In the digital age, the advancement of technology has enabled data collection at an unprecedented pace including the collection of a variety of dynamic data over time. Such dynamic data potentially holds the key to unlock many mysteries in science, such as how genes interact with each other in the developments of Drosophila and Human alike. However, dynamic data is notoriously challenging to analyze due to its changing nature as well as its massive data size. The PI plans to enhance the modeling toolbox for dynamic data by designing scalable parallel algorithms that aim at both high prediction accuracy and high interpretability through decision-tree based methods. Their applications range across many fields including computational biology and precision medicine. During the course of the proposed research, graduate students will receive training in domain-driven data science and open-source software development. Further dissemination of the proposed research will be through an upcoming book, undergraduate- and graduate-level courses, and presentations at workshops and conferences.

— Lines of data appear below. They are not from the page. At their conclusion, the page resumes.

// src/fs/mock.rs

use super::FileSystem;
use anyhow::{anyhow, Result};
use std::collections::HashMap;
use std::path::{Path, PathBuf};
use std::sync::{Arc, Mutex};

#[derive(Debug, Clone)]
pub enum MockEntry {
    File(Vec<u8>),
    Dir(Vec<String>), // child names, in insertion order
}

/// In-memory filesystem. Paths are used verbatim; tests should stick to one
/// root (e.g. `/games`) and build every path from it.
#[derive(Debug, Clone, Default)]
pub struct MockFileSystem {
    files: Arc<Mutex<HashMap<PathBuf, MockEntry>>>,
    writes: Arc<Mutex<Vec<PathBuf>>>,
}

impl MockFileSystem {
    pub fn new() -> Self {
        Self::default()
    }

    pub fn add_file(&self, path: impl AsRef<Path>, content: impl Into<Vec<u8>>) {
        let path = path.as_ref().to_path_buf();
        let mut files = self.files.lock().unwrap();
        if let Some(parent) = path.parent() {
            Self::ensure_dir_entry(&mut files, parent);
        }
        Self::link_child(&mut files, &path);
        files.insert(path, MockEntry::File(content.into()));
    }

    pub fn add_dir(&self, path: impl AsRef<Path>) {
        let mut files = self.files.lock().unwrap();
        Self::ensure_dir_entry(&mut files, path.as_ref());
    }

    /// Paths written through the [`FileSystem`] trait, in order.
    pub fn writes(&self) -> Vec<PathBuf> {
        self.writes.lock().unwrap().clone()
    }

    pub fn contents(&self, path: impl AsRef<Path>) -> Option<Vec<u8>> {
        match self.files.lock().unwrap().get(path.as_ref()) {
            Some(MockEntry::File(content)) => Some(content.clone()),
            _ => None,
        }
    }

    fn ensure_dir_entry(files: &mut HashMap<PathBuf, MockEntry>, path: &Path) {
        if path.as_os_str().is_empty() || files.contains_key(path) {
            return;
        }
        files.insert(path.to_path_buf(), MockEntry::Dir(Vec::new()));
        if let Some(parent) = path.parent() {
            if parent != path {
                Self::ensure_dir_entry(files, parent);
                Self::link_child(files, path);
            }
        }
    }

    fn link_child(files: &mut HashMap<PathBuf, MockEntry>, path: &Path) {
        let (Some(parent), Some(name)) = (path.parent(), path.file_name().and_then(|n| n.to_str()))
        else {
            return;
        };
        if let Some(MockEntry::Dir(children)) = files.get_mut(parent) {
            if !children.iter().any(|c| c == name) {
                children.push(name.to_string());
            }
        }
    }
}

impl FileSystem for MockFileSystem {
    fn read_to_string(&self, path: &Path) -> Result<String> {
        let bytes = self.read(path)?;
        String::from_utf8(bytes).map_err(|e| anyhow!("Invalid UTF-8: {}", e))
    }

    fn read(&self, path: &Path) -> Result<Vec<u8>> {
        let files = self.files.lock().unwrap();
        match files.get(path) {
            Some(MockEntry::File(content)) => Ok(content.clone()),
            Some(MockEntry::Dir(_)) => Err(anyhow!("Is a directory: {:?}", path)),
            None => Err(anyhow!("File not found: {:?}", path)),
        }
    }

    fn write(&self, path: &Path, contents: &[u8]) -> Result<()> {
        self.add_file(path, contents);
        self.writes.lock().unwrap().push(path.to_path_buf());
        Ok(())
    }

    fn create_dir_all(&self, path: &Path) -> Result<()> {
        self.add_dir(path);
        Ok(())
    }

    fn exists(&self, path: &Path) -> bool {
        let files = self.files.lock().unwrap();
        files.contains_key(path)
    }

    fn is_file(&self, path: &Path) -> bool {
        let files = self.files.lock().unwrap();
        matches!(files.get(path), Some(MockEntry::File(_)))
    }

    fn is_dir(&self, path: &Path) -> bool {
        let files = self.files.lock().unwrap();
        matches!(files.get(path), Some(MockEntry::Dir(_)))
    }

    /// No working directory here: only absolute, known paths resolve.
    fn canonicalize(&self, path: &Path) -> Result<PathBuf> {
        if path.is_absolute() && self.exists(path) {
            Ok(path.to_path_buf())
        } else {
            Err(anyhow!("cannot resolve {:?}", path))
        }
    }

    fn read_dir(&self, path: &Path) -> Result<Vec<PathBuf>> {
        let files = self.files.lock().unwrap();
        match files.get(path) {
            Some(MockEntry::Dir(children)) => {
                Ok(children.iter().map(|name| path.join(name)).collect())
            }
            _ => Err(anyhow!("Not a directory or not found: {:?}", path)),
        }
    }
}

The high-volume dynamic data poses challenges to the model training process because the underlying data distribution is varying with time. Algorithms or models have to adapt to the changing dynamic as well as their interpretations. Among statistics and machine learning methods, decision-tree based ensembles are especially favorable for dealing with a large volume of dynamic data because tree ensembles can capture flexible non-linear relationships in the data and are easily interpretable for people to extract useful narratives and information. PI?s prior work, such as iterative Random Forests (iRF) and signed iterative Random Forests (siRF), identifies stable and high-order biomolecule interactions that explain its high predictive accuracy but it only focuses on cross-sectional data at a fixed time point. The proposed research will build on the iRF and siRF algorithms to develop enhanced Random Forest and iRF algorithms for modeling high-volume and dynamic data with interpretable high-order feature interactions. The PI will 1) develop a communication-efficient parallel RF training algorithm (pRF) that can efficiently take advantage of a large number of machines. 2) propose a novel method that discovers feature interactions in the dynamic data with the presence of concept drift: dynamic iterative Random Forests (diRF). 3) carry out a theoretical analysis of pRF and diRF algorithm under time-varying change-detection models where local stationarity conditions are satisfied.
This award reflects NSF's statutory mission and has been deemed worthy of support through evaluation using the Foundation's intellectual merit and broader impacts review criteria.